October 18, 2007A popular German talk show host was recently fired for praising Hitler's family policies. The Nazis encouraged women to stay at home, look after their husbands, and produce and rear children.
The incident has sparked a debate in Germany over whether it is acceptable to say anything positive about the Nazis, 62 years after the end of World War Two.
A recent poll shows that a quarter of Germans agree that Nazi rule had some positive aspects. The weekly Stern magazine commissioned the Forsa agency to conduct the poll after talk show host Eva Herman was fired from Germany's NDR public broadcaster last month for her comments on the Third Reich and motherhood.
Pollsters asked whether National Socialism had any good points. Twenty-five percent of the respondents said "yes," citing the construction of the famous Autobahn or network of highways, low unemployment and crime rate and a strong sense of family as examples.
"The insecurity about how to deal with Nazism is huge. As is ignorance. Eva Herman has unwittingly kicked off a long-neglected debate," Stern magazine wrote in a cover story.
The poll, released Wednesday, Oct. 17, was conducted a week earlier.

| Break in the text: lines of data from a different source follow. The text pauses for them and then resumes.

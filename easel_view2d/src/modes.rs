// Copyright 2025 the Easel Authors
// SPDX-License-Identifier: Apache-2.0 OR MIT

/// How scrolling is confined relative to an optional scroll region.
///
/// Consulted by every [`crate::ScrollView`] operation that moves the visible
/// window (scrolling, rescaling, resizing the view or changing the region).
#[derive(Clone, Copy, Debug, PartialEq, Eq, Default)]
pub enum ClampMode {
    /// Do not confine; the view may scroll anywhere in scene space.
    None,
    /// Keep at least some part of the scroll region visible.
    KeepSomeVisible,
    /// Keep the visible window inside the scroll region.
    ///
    /// When the region is smaller than the visible window along an axis, the
    /// window's minimum edge is pinned to the region's minimum edge.
    #[default]
    Contain,
}
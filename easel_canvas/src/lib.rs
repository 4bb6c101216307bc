// Copyright 2025 the Easel Authors
// SPDX-License-Identifier: Apache-2.0 OR MIT

//! Easel Canvas: hover highlight and drag for a scrollable scene.
//!
//! This crate wires the Easel building blocks into pointer event entry points:
//!
//! - [`easel_view2d::ScrollView`] converts device points into scene points.
//! - [`easel_scene::HitTester`] finds the topmost interactive item.
//! - [`InteractionController`] keeps the highlight slot and drag state and
//!   mutates the [`easel_scene::Scene`].
//!
//! [`Canvas`] bundles a scene, a view and a controller for the common case.
//!
//! ## Highlight
//!
//! Entering an item tagged [`Tag::INTERACTIVE`](easel_scene::Tag::INTERACTIVE)
//! overwrites one style attribute with the highlight color and saves the old
//! value. Leaving puts it back. Which attribute is overwritten depends on the
//! item kind, see [`HighlightPolicy`].
//!
//! ## Drag
//!
//! Pressing the primary button over an interactive item starts a drag. Each
//! motion translates the item by the scene-space distance since the previous
//! motion. Releasing ends the drag.
//!
//! ```
//! use easel_canvas::{Canvas, CanvasConfig, Effect};
//! use easel_scene::{Item, StyleAttr, Tag};
//! use kurbo::{Point, Rect, Vec2};
//!
//! let view = Rect::new(0.0, 0.0, 400.0, 300.0);
//! let mut canvas = Canvas::new(view, CanvasConfig::default()).unwrap();
//! let id = canvas.insert(
//!     Item::rectangle(Rect::new(0.0, 0.0, 20.0, 20.0))
//!         .with_style(StyleAttr::Outline, "black")
//!         .with_tag(Tag::INTERACTIVE),
//! );
//!
//! // The rectangle is unfilled, so its outline is highlighted.
//! canvas.on_pointer_enter(Point::new(0.0, 10.0));
//! assert_eq!(canvas.scene().style(id, StyleAttr::Outline).unwrap().as_str(), "SteelBlue2");
//! canvas.on_pointer_leave(Point::new(50.0, 50.0));
//! assert_eq!(canvas.scene().style(id, StyleAttr::Outline).unwrap().as_str(), "black");
//!
//! canvas.on_primary_down(Point::new(0.0, 10.0));
//! let effects = canvas.on_primary_move(Point::new(5.0, 12.0));
//! assert_eq!(effects[0], Effect::Moved { item: id, delta: Vec2::new(5.0, 2.0) });
//! canvas.on_primary_up();
//! ```
//!
//! ## Logging
//!
//! State transitions are reported through [`tracing`] at `debug` and `trace`
//! level. Install a subscriber in the host application to see them.

mod canvas;
mod config;
mod controller;
mod error;
mod policy;

pub use canvas::Canvas;
pub use config::{CanvasConfig, DEFAULT_HIGHLIGHT_COLOR};
pub use controller::{Effect, Effects, HighlightSlot, InteractionController};
pub use error::{CanvasError, CanvasResult};
pub use policy::{AttrProbe, HighlightPolicy, HighlightRule};

pub use easel_event_state::highlight::StaleLeavePolicy;
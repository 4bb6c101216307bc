// Copyright 2025 the Easel Authors
// SPDX-License-Identifier: Apache-2.0 OR MIT

//! Easel Scene: the item store behind an Easel canvas.
//!
//! A [`Scene`] holds heterogeneous graphical items: lines, curves, polygons,
//! rectangles, ovals, arcs, text, bitmaps and embedded windows. Each
//! [`Item`] has:
//! - a [`ItemKind`] and a [`Geometry`] in scene coordinates,
//! - a style map from [`StyleAttr`] to [`Color`] (absent or empty means unset),
//! - a set of [`Tag`]s opting it into behaviors,
//! - [`ItemFlags`] gating visibility and picking.
//!
//! Scene construction inserts items; interaction code then reads and writes
//! styles, translates geometry, and asks a [`HitTester`] which tagged item is
//! under the pointer.
//!
//! ## Contract
//!
//! - [`Scene::find_by_tag`] → ids in draw order.
//! - [`Scene::style`] / [`Scene::set_style`] read and write one attribute.
//! - [`Scene::move_by`] translates geometry only.
//! - Writes through a stale [`ItemId`] are silent no-ops returning `false`.
//! - [`Scene::take_damage`] drains the regions touched since the last call.
//!
//! ## Hit testing
//!
//! [`HitTester::item_under_pointer`] returns the topmost tagged, visible and
//! pickable item whose precise geometry contains the point (see [`hit`] for
//! the per-kind rules). Untagged items never block tagged ones.
//!
//! This crate is `no_std` and uses `alloc`.

#![no_std]

extern crate alloc;

mod damage;
pub mod hit;
mod item;
mod scene;
mod types;

pub use damage::Damage;
pub use hit::{Hit, HitKind, HitParams, HitScore, HitTester, PreciseHitTest};
pub use item::{Geometry, Item};
pub use scene::Scene;
pub use types::{Color, ItemFlags, ItemId, ItemKind, StyleAttr, Tag};
// Copyright 2025 the Easel Authors
// SPDX-License-Identifier: Apache-2.0 OR MIT

//! Highlight slot: remember one overwritten attribute so it can be put back.
//!
//! [`HighlightState`] is a single slot. On enter, the caller picks an
//! attribute, saves its current value into the slot, and overwrites the
//! attribute with a highlight. On leave, the slot hands the saved value back
//! (or discards it when the leave does not match, see [`StaleLeavePolicy`]).
//!
//! The slot is generic over the target id `K`, attribute key `A` and saved
//! value `V`; it never touches the scene itself.
//!
//! ```
//! use easel_event_state::highlight::{Highlight, HighlightState, LeaveOutcome, StaleLeavePolicy};
//!
//! let mut slot = HighlightState::new();
//! assert!(slot.enter(Highlight::new(1_u32, "outline", Some("red"))).is_none());
//!
//! // Leaving the recorded target hands back what to restore.
//! match slot.leave(&1, StaleLeavePolicy::Discard) {
//!     LeaveOutcome::Restore(h) => assert_eq!(h.saved, Some("red")),
//!     other => panic!("unexpected {other:?}"),
//! }
//! assert!(slot.is_idle());
//! ```

/// One saved attribute of one target.
#[derive(Clone, Debug, PartialEq, Eq)]
pub struct Highlight<K, A, V> {
    /// The highlighted target.
    pub target: K,
    /// The attribute that was overwritten.
    pub attr: A,
    /// The attribute's value before the highlight.
    pub saved: V,
}

impl<K, A, V> Highlight<K, A, V> {
    /// Creates a record.
    pub fn new(target: K, attr: A, saved: V) -> Self {
        Self {
            target,
            attr,
            saved,
        }
    }
}

/// What to do when a leave reports a target other than the recorded one.
///
/// This happens when the pointer moves straight from one item onto an
/// overlapping one and the leave is resolved against the new item.
#[derive(Clone, Copy, Debug, Default, PartialEq, Eq)]
#[cfg_attr(feature = "serde", derive(serde::Serialize, serde::Deserialize))]
#[cfg_attr(feature = "serde", serde(rename_all = "snake_case"))]
pub enum StaleLeavePolicy {
    /// Drop the record without restoring anything.
    #[default]
    Discard,
    /// Restore the recorded target's attribute anyway.
    RestoreRecorded,
}

/// Result of [`HighlightState::leave`].
#[derive(Clone, Debug, PartialEq, Eq)]
pub enum LeaveOutcome<K, A, V> {
    /// The caller should write `saved` back to `attr` on `target`.
    Restore(Highlight<K, A, V>),
    /// The record was dropped without restoring.
    Discard(Highlight<K, A, V>),
    /// Nothing was recorded.
    Ignored,
}

/// Single-slot highlight state: `Idle` or `Highlighting`.
#[derive(Clone, Debug, PartialEq, Eq)]
pub enum HighlightState<K, A, V> {
    /// Nothing is highlighted.
    Idle,
    /// One target is highlighted.
    Highlighting(Highlight<K, A, V>),
}

impl<K, A, V> Default for HighlightState<K, A, V> {
    fn default() -> Self {
        Self::Idle
    }
}

impl<K: PartialEq, A, V> HighlightState<K, A, V> {
    /// Creates an idle slot.
    pub fn new() -> Self {
        Self::Idle
    }

    /// Returns `true` when nothing is recorded.
    pub fn is_idle(&self) -> bool {
        matches!(self, Self::Idle)
    }

    /// The current record, if any.
    pub fn current(&self) -> Option<&Highlight<K, A, V>> {
        match self {
            Self::Idle => None,
            Self::Highlighting(h) => Some(h),
        }
    }

    /// Returns `true` if `target` is the recorded target.
    pub fn is_highlighting(&self, target: &K) -> bool {
        self.current().is_some_and(|h| &h.target == target)
    }

    /// Records a new highlight, returning any record it replaced.
    ///
    /// A replaced record is stale; the caller decides whether to restore it.
    pub fn enter(&mut self, highlight: Highlight<K, A, V>) -> Option<Highlight<K, A, V>> {
        match core::mem::replace(self, Self::Highlighting(highlight)) {
            Self::Idle => None,
            Self::Highlighting(prev) => Some(prev),
        }
    }

    /// Handles a leave reported for `target`; the slot is idle afterwards.
    pub fn leave(&mut self, target: &K, policy: StaleLeavePolicy) -> LeaveOutcome<K, A, V> {
        match core::mem::take(self) {
            Self::Idle => LeaveOutcome::Ignored,
            Self::Highlighting(h) if &h.target == target => LeaveOutcome::Restore(h),
            Self::Highlighting(h) => match policy {
                StaleLeavePolicy::Discard => LeaveOutcome::Discard(h),
                StaleLeavePolicy::RestoreRecorded => LeaveOutcome::Restore(h),
            },
        }
    }

    /// Empties the slot, returning the record it held.
    pub fn clear(&mut self) -> Option<Highlight<K, A, V>> {
        match core::mem::take(self) {
            Self::Idle => None,
            Self::Highlighting(h) => Some(h),
        }
    }
}
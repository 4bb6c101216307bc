// Copyright 2025 the Easel Authors
// SPDX-License-Identifier: Apache-2.0 OR MIT

//! Easel View 2D: the scrollable window onto an Easel scene.
//!
//! This crate provides a small, headless model of a canvas view: a
//! device-space rectangle showing part of a larger scene. It focuses on:
//! - Scroll offset and uniform scale.
//! - Coordinate conversion between device (pointer) and scene space.
//! - Confinement of scrolling to a scroll region.
//!
//! It does **not** own a scene or a renderer. Interaction code only needs the
//! [`CoordinateSpace`] trait; the rendering surface owns the [`ScrollView`]
//! and drives it from its scrollbars or gestures.
//!
//! ## Minimal example
//!
//! ```rust
//! use kurbo::{Point, Rect};
//! use easel_view2d::{CoordinateSpace, ScrollView};
//!
//! // 400x300 canvas widget over a 1200x900 scene.
//! let mut view = ScrollView::new(Rect::new(0.0, 0.0, 400.0, 300.0));
//! view.set_scroll_region(Some(Rect::new(0.0, 0.0, 1200.0, 900.0)));
//! view.scroll_to(Point::new(200.0, 100.0));
//!
//! // A pointer at (10, 10) in the widget is at (210, 110) in the scene.
//! assert_eq!(view.to_scene(Point::new(10.0, 10.0)), Point::new(210.0, 110.0));
//! ```
//!
//! ## Design notes
//!
//! - The view is axis-aligned with a **uniform** scale.
//! - The scroll offset is stored in scene space: it is the scene point shown
//!   at the view's top-left corner.
//! - Scroll deltas are expressed in device pixels.
//!
//! This crate is `no_std`.

#![no_std]

mod modes;
mod scroll_view;

pub use modes::ClampMode;
pub use scroll_view::{CoordinateSpace, ScrollView, ScrollViewDebugInfo};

Poll should be a "warning sign"
The poll results have sparked condemnation from the Central Council of Jews in Germany.
Dieter Graumann, vice president of the council, said that the poll should be considered a "warning sign."
"The result of the poll is ugly, disastrous and makes me sad and angry," he told the Netzeitung online newspaper. Still, he cautioned against "alarmism" and called for more education about the Nazi period.
The blue-eyed, blonde-haired Herman got into trouble while presenting her latest book. News reports quoted her as saying that while Adolf Hitler was very bad, there were good things about Nazi rule as well. She cited "the high regard for the mother" as an example and said she regretted that family values nurtured by the Nazis had been swept away.
She was recently thrown off a talk show after refusing to apologize for her comments.
The Nazis offered incentives to child-bearing women. Yet their family policies were part of a racist ideology whose goal was the creation of a master race.
It's not the first time the 48-year-old Herman has ruffled feathers. She angered feminists last year when she said women should raise children rather than pursue careers of their own. Herman insists that her latest comments were taken out of context.